» EXERCISE INSTRUCTIONS:
If a line in the entries below includes "module", show that line.

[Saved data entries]
⁂

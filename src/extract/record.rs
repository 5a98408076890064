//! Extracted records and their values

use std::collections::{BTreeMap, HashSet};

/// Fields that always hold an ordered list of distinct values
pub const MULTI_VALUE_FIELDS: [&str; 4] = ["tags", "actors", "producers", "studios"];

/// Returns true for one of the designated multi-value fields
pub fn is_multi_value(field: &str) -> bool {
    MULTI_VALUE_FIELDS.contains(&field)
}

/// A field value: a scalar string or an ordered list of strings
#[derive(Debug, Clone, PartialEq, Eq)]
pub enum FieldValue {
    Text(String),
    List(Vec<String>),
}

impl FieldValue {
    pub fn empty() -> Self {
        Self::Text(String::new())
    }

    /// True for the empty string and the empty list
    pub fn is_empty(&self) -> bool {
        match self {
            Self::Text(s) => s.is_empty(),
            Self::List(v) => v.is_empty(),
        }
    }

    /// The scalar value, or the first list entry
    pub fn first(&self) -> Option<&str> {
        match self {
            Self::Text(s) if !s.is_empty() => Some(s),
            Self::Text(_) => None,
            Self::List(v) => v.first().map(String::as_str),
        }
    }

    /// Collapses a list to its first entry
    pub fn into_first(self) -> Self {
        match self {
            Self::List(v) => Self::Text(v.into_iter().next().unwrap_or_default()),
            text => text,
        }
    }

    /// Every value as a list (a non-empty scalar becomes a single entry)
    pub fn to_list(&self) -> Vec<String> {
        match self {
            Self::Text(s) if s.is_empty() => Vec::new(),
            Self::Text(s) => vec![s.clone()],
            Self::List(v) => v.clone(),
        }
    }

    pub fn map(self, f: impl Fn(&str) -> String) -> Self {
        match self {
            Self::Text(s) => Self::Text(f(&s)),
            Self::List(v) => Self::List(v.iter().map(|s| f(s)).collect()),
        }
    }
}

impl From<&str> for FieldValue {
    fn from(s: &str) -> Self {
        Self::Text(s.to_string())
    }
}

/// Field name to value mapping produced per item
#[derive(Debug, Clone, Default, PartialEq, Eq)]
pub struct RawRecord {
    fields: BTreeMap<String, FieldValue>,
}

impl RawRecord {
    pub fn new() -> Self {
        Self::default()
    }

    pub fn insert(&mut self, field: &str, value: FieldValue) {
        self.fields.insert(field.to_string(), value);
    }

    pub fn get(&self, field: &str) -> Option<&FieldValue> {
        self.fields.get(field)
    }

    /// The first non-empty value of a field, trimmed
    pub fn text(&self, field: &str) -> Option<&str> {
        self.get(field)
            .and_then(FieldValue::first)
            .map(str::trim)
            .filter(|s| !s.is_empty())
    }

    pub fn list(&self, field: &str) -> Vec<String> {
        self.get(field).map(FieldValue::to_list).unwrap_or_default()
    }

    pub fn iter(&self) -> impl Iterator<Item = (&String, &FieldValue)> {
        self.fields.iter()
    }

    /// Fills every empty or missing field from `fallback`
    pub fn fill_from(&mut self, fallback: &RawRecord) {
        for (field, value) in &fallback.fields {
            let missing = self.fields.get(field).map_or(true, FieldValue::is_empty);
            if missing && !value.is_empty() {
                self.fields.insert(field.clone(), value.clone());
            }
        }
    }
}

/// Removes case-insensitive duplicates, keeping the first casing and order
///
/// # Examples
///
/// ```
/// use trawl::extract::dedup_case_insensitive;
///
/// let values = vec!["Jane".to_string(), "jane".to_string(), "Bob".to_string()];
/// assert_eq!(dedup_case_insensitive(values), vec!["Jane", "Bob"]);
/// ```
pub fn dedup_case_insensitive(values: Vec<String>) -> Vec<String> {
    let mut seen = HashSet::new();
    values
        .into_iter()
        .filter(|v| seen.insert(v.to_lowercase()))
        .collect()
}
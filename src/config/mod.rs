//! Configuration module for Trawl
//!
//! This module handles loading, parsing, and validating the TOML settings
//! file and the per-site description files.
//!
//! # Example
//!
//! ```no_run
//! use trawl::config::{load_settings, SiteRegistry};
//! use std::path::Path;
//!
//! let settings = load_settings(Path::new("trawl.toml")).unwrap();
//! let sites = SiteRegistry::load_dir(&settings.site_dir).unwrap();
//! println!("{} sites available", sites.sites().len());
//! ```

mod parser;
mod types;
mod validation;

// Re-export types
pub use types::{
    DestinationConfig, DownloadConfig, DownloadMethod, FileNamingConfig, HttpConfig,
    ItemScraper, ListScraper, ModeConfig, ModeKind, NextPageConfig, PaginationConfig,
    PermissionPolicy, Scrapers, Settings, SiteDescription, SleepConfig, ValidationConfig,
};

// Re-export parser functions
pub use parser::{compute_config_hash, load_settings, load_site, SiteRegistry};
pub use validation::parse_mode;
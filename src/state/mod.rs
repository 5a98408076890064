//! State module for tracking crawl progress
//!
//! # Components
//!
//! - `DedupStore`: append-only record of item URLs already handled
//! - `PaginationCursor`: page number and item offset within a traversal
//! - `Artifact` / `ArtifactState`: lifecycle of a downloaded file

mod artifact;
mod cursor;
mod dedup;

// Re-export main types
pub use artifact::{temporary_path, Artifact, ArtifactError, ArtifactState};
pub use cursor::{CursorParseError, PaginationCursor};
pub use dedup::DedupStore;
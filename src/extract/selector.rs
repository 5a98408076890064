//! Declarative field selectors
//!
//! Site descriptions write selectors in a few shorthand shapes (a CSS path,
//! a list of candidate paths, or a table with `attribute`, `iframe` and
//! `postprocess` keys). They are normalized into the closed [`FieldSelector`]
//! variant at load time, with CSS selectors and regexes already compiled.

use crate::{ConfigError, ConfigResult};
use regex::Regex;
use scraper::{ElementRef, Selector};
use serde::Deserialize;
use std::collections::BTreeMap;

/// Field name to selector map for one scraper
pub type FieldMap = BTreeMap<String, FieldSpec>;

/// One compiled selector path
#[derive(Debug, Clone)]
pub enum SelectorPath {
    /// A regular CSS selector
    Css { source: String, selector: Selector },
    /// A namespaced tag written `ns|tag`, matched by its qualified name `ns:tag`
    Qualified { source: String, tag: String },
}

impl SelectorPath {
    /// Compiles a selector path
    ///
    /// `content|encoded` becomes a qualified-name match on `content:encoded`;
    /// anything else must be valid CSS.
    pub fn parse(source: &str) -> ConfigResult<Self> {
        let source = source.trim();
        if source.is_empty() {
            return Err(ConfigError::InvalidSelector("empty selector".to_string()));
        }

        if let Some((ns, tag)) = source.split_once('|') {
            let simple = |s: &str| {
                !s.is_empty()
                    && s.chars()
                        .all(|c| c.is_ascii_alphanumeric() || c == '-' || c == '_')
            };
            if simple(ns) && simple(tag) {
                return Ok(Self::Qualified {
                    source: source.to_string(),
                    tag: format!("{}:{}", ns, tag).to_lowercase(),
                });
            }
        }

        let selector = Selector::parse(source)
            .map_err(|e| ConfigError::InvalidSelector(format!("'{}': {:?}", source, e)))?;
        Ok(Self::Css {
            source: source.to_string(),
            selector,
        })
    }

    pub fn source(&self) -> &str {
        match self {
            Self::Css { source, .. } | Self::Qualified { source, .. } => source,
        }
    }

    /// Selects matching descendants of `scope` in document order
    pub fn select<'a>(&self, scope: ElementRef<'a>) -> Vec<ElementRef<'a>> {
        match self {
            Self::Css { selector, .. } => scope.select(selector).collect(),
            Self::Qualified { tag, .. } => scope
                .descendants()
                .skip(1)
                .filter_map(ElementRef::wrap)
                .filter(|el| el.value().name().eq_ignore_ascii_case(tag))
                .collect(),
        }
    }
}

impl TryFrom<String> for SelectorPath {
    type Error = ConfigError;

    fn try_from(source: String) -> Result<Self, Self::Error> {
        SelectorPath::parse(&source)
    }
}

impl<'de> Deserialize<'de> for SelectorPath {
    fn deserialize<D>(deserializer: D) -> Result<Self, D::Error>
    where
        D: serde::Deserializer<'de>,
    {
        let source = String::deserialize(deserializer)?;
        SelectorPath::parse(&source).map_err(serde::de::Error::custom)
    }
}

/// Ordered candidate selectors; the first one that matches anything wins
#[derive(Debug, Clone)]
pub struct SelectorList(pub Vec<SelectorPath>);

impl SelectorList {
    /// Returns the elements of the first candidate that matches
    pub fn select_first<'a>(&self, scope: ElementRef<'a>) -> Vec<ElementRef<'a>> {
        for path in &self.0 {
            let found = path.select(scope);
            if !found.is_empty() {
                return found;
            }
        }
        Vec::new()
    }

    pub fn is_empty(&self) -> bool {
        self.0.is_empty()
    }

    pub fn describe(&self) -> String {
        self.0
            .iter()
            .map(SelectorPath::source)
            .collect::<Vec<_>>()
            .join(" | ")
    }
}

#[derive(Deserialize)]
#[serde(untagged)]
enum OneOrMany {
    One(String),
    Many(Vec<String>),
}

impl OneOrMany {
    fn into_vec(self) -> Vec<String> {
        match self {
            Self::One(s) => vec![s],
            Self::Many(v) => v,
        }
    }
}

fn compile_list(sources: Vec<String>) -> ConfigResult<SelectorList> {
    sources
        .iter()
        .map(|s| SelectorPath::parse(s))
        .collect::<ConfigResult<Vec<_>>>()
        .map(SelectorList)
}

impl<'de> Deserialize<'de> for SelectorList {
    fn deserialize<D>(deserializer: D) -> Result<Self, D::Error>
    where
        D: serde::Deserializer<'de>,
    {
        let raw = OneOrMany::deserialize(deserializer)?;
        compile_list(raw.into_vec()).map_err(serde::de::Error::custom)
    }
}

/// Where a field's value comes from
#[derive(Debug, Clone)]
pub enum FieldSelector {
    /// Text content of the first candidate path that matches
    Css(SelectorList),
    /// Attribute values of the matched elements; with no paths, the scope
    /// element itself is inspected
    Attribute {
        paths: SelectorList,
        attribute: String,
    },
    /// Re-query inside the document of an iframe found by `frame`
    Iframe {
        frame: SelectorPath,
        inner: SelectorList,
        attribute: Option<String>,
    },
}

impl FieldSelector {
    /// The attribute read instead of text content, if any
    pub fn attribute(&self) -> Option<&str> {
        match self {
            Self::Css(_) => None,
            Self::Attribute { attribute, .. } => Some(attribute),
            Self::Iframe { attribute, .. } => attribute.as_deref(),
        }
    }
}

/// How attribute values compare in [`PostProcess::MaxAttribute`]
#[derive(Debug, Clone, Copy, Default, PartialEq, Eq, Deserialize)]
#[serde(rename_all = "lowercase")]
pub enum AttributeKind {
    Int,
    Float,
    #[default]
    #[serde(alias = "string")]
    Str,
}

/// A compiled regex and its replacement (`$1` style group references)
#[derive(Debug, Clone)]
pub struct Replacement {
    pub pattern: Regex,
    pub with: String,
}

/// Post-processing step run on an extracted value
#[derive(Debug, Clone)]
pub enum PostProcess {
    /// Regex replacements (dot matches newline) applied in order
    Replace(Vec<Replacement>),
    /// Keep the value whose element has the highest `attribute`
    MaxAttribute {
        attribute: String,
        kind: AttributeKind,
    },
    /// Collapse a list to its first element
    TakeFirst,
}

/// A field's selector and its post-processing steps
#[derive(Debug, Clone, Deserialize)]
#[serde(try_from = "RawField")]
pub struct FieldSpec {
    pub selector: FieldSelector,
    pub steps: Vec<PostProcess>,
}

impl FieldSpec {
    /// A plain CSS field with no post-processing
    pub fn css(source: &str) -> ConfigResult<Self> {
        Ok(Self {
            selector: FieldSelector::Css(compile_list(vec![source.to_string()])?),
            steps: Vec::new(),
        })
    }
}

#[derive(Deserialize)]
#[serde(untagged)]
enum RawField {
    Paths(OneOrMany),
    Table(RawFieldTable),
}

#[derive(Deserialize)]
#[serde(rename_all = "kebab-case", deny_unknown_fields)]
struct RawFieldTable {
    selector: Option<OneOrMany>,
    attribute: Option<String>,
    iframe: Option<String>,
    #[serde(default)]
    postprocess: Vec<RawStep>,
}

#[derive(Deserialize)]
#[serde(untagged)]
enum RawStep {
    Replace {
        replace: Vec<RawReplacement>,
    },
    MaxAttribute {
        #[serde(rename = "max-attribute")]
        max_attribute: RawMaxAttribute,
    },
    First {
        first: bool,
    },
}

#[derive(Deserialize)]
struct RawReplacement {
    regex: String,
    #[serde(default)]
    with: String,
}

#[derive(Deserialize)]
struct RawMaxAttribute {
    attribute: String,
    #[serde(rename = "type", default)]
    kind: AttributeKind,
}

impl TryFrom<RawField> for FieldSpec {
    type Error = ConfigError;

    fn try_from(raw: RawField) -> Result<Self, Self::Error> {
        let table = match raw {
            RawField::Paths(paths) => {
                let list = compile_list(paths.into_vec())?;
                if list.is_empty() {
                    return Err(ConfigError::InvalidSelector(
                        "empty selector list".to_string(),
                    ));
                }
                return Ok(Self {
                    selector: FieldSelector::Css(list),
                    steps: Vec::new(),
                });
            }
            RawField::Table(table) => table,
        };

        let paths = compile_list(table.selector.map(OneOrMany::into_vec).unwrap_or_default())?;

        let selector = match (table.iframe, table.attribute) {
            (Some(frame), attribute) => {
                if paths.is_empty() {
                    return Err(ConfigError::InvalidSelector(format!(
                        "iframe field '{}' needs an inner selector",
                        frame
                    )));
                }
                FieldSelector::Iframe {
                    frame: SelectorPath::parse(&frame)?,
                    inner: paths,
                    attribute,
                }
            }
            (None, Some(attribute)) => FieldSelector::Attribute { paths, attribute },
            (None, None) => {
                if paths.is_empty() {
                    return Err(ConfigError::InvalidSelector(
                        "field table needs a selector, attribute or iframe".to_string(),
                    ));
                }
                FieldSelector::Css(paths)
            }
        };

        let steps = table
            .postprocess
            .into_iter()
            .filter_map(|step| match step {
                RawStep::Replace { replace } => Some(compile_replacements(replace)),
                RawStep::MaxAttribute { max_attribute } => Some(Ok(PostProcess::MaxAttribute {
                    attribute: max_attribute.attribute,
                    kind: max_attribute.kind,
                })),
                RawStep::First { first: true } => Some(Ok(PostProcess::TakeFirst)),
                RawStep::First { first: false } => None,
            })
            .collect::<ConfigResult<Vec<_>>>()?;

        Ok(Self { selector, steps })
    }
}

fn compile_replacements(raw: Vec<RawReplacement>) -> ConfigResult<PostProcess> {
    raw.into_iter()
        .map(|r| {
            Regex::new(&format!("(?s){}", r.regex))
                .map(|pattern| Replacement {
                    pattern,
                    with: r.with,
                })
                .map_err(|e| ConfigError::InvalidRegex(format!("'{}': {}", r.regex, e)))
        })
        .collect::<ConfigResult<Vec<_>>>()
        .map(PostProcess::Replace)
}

⁂

» SOLVED PROBLEM:
//! Configuration module for Trawl
//! This module handles loading, parsing, and validating the TOML settings
//! State module for tracking crawl progress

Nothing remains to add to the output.